▸ **Source material**
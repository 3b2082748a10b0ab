use normgraph_engine::{NormalizeContext, NormalizedTables, Normalizer};
use normgraph_schema::{EntityDef, SchemaGraph};
use serde_json::{json, Value};

fn membership_graph() -> SchemaGraph {
    SchemaGraph::builder()
        .register(
            EntityDef::new("users")
                .attr("id", Value::Null)
                .many_to_many("roles", "roles", "role_user", "user_id", "role_id"),
        )
        .register(EntityDef::new("roles").attr("id", Value::Null))
        .register(
            EntityDef::new("role_user")
                .composite_key(["role_id", "user_id"])
                .attr("role_id", Value::Null)
                .attr("user_id", Value::Null),
        )
        .build()
        .expect("valid graph")
}

#[test]
fn each_pair_becomes_one_pivot_keyed_by_the_declared_key() {
    let graph = membership_graph();
    let normalizer = Normalizer::new(&graph);
    let mut ctx = NormalizeContext::new();
    let persisted = NormalizedTables::new();

    let tables = normalizer
        .normalize(
            &mut ctx,
            &persisted,
            "users",
            &json!({"id": 1, "roles": [{"id": 2}, {"id": 3}]}),
        )
        .expect("normalize");

    let pivots = tables.table("role_user").expect("pivot table");
    assert_eq!(pivots.len(), 2);

    let first = tables.record("role_user", "[2,1]").expect("pivot [2,1]");
    assert_eq!(first.get("$id"), Some(&json!([2, 1])));
    assert_eq!(first.get("role_id"), Some(&json!(2)));
    assert_eq!(first.get("user_id"), Some(&json!(1)));
    assert!(tables.contains_record("role_user", "[3,1]"));

    // The owner-side field is cleared; the pivot table is the linkage.
    assert_eq!(
        tables.record("users", "1").and_then(|u| u.get("roles")),
        Some(&json!([]))
    );
}

#[test]
fn owners_sharing_a_role_produce_distinct_pairs() {
    let graph = membership_graph();
    let normalizer = Normalizer::new(&graph);
    let mut ctx = NormalizeContext::new();
    let persisted = NormalizedTables::new();

    let tables = normalizer
        .normalize(
            &mut ctx,
            &persisted,
            "users",
            &json!([
                {"id": 1, "roles": [{"id": 2}]},
                {"id": 2, "roles": [{"id": 2}]},
            ]),
        )
        .expect("normalize");

    let pivots = tables.table("role_user").expect("pivot table");
    assert_eq!(pivots.len(), 2);
    assert!(tables.contains_record("role_user", "[2,1]"));
    assert!(tables.contains_record("role_user", "[2,2]"));
}

#[test]
fn a_pair_repeated_within_one_batch_synthesizes_once() {
    let graph = membership_graph();
    let normalizer = Normalizer::new(&graph);
    let mut ctx = NormalizeContext::new();
    let persisted = NormalizedTables::new();

    let tables = normalizer
        .normalize(
            &mut ctx,
            &persisted,
            "users",
            &json!([
                {"id": 1, "roles": [{"id": 2}]},
                {"id": 1, "roles": [{"id": 2}]},
            ]),
        )
        .expect("normalize");

    assert_eq!(tables.table("role_user").map(|t| t.len()), Some(1));
}

#[test]
fn persisted_pairs_are_not_synthesized_again() {
    let graph = membership_graph();
    let normalizer = Normalizer::new(&graph);
    let mut ctx = NormalizeContext::new();
    let mut persisted = NormalizedTables::new();

    let input = json!({"id": 1, "roles": [{"id": 2}, {"id": 3}]});
    let batch = normalizer
        .normalize(&mut ctx, &persisted, "users", &input)
        .expect("normalize");
    persisted.merge(batch);

    let again = normalizer
        .normalize(&mut ctx, &persisted, "users", &input)
        .expect("normalize");

    assert!(again.table("role_user").is_none());
    // The second pass still re-emits the owner and related records.
    assert!(again.contains_record("users", "1"));
    assert!(again.contains_record("roles", "2"));
}

#[test]
fn an_added_role_synthesizes_only_the_new_pair() {
    let graph = membership_graph();
    let normalizer = Normalizer::new(&graph);
    let mut ctx = NormalizeContext::new();
    let mut persisted = NormalizedTables::new();

    let batch = normalizer
        .normalize(
            &mut ctx,
            &persisted,
            "users",
            &json!({"id": 1, "roles": [{"id": 2}]}),
        )
        .expect("normalize");
    persisted.merge(batch);

    let again = normalizer
        .normalize(
            &mut ctx,
            &persisted,
            "users",
            &json!({"id": 1, "roles": [{"id": 2}, {"id": 3}]}),
        )
        .expect("normalize");

    let pivots = again.table("role_user").expect("pivot table");
    assert_eq!(pivots.len(), 1);
    assert!(again.contains_record("role_user", "[3,1]"));
}

#[test]
fn scalar_references_form_pairs_without_related_records() {
    let graph = membership_graph();
    let normalizer = Normalizer::new(&graph);
    let mut ctx = NormalizeContext::new();
    let persisted = NormalizedTables::new();

    let tables = normalizer
        .normalize(
            &mut ctx,
            &persisted,
            "users",
            &json!({"id": 1, "roles": [2, "3"]}),
        )
        .expect("normalize");

    assert!(tables.contains_record("role_user", "[2,1]"));
    assert!(tables.contains_record("role_user", "[3,1]"));
    assert!(tables.table("roles").is_none());
}

// Pivot entities with their own auto-increment key cannot express the pair
// in the key; dedup then works on the pair fields themselves.
#[test]
fn increment_keyed_pivots_still_deduplicate_pairs() {
    let graph = SchemaGraph::builder()
        .register(
            EntityDef::new("users")
                .attr("id", Value::Null)
                .many_to_many("tags", "tags", "taggings", "user_id", "tag_id"),
        )
        .register(EntityDef::new("tags").attr("id", Value::Null))
        .register(
            EntityDef::new("taggings")
                .increment("id")
                .attr("user_id", Value::Null)
                .attr("tag_id", Value::Null),
        )
        .build()
        .expect("valid graph");
    let normalizer = Normalizer::new(&graph);
    let mut ctx = NormalizeContext::new();
    let mut persisted = NormalizedTables::new();

    let input = json!({"id": 1, "tags": [{"id": 5}, {"id": 6}]});
    let batch = normalizer
        .normalize(&mut ctx, &persisted, "users", &input)
        .expect("normalize");

    let pivots = batch.table("taggings").expect("pivot table");
    assert_eq!(pivots.len(), 2);
    let mut ids: Vec<i64> = pivots
        .values()
        .filter_map(|p| p.get("id").and_then(Value::as_i64))
        .collect();
    ids.sort_unstable();
    assert_eq!(ids, [1, 2]);

    persisted.merge(batch);
    let again = normalizer
        .normalize(&mut ctx, &persisted, "users", &input)
        .expect("normalize");
    assert!(again.table("taggings").is_none());
}

// Keyless records of increment-keyed entities are numbered while the batch
// decomposes, so pair synthesis sees a real id on both sides.
#[test]
fn keyless_owners_with_increment_keys_form_real_pairs() {
    let graph = SchemaGraph::builder()
        .register(
            EntityDef::new("users")
                .increment("id")
                .attr("name", "")
                .many_to_many("roles", "roles", "role_user", "user_id", "role_id"),
        )
        .register(EntityDef::new("roles").increment("id").attr("name", ""))
        .register(
            EntityDef::new("role_user")
                .composite_key(["role_id", "user_id"])
                .attr("role_id", Value::Null)
                .attr("user_id", Value::Null),
        )
        .build()
        .expect("valid graph");
    let normalizer = Normalizer::new(&graph);
    let mut ctx = NormalizeContext::new();
    let persisted = NormalizedTables::new();

    let tables = normalizer
        .normalize(
            &mut ctx,
            &persisted,
            "users",
            &json!({
                "name": "John Doe",
                "roles": [{"name": "view-post"}, {"name": "view-comment"}],
            }),
        )
        .expect("normalize");

    let user = tables.record("users", "1").expect("user 1");
    assert_eq!(user.get("$id"), Some(&json!(1)));
    assert_eq!(user.get("id"), Some(&json!(1)));
    assert_eq!(user.get("name"), Some(&json!("John Doe")));
    assert_eq!(user.get("roles"), Some(&json!([])));

    assert_eq!(
        tables.record("roles", "1").and_then(|r| r.get("name")),
        Some(&json!("view-post"))
    );
    assert_eq!(
        tables.record("roles", "2").and_then(|r| r.get("name")),
        Some(&json!("view-comment"))
    );

    let pivots = tables.table("role_user").expect("pivot table");
    assert_eq!(pivots.len(), 2);
    let first = tables.record("role_user", "[1,1]").expect("pivot [1,1]");
    assert_eq!(first.get("$id"), Some(&json!([1, 1])));
    assert_eq!(first.get("role_id"), Some(&json!(1)));
    assert_eq!(first.get("user_id"), Some(&json!(1)));
    let second = tables.record("role_user", "[2,1]").expect("pivot [2,1]");
    assert_eq!(second.get("role_id"), Some(&json!(2)));
    assert_eq!(second.get("user_id"), Some(&json!(1)));
}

▸ **Exercise objective**
If the string "tags" appears in a line of the entries, report the line.

▸ **Response**
                .many_to_many("tags", "tags", "taggings", "user_id", "tag_id"),
        .register(EntityDef::new("tags").attr("id", Value::Null))
    let input = json!({"id": 1, "tags": [{"id": 5}, {"id": 6}]});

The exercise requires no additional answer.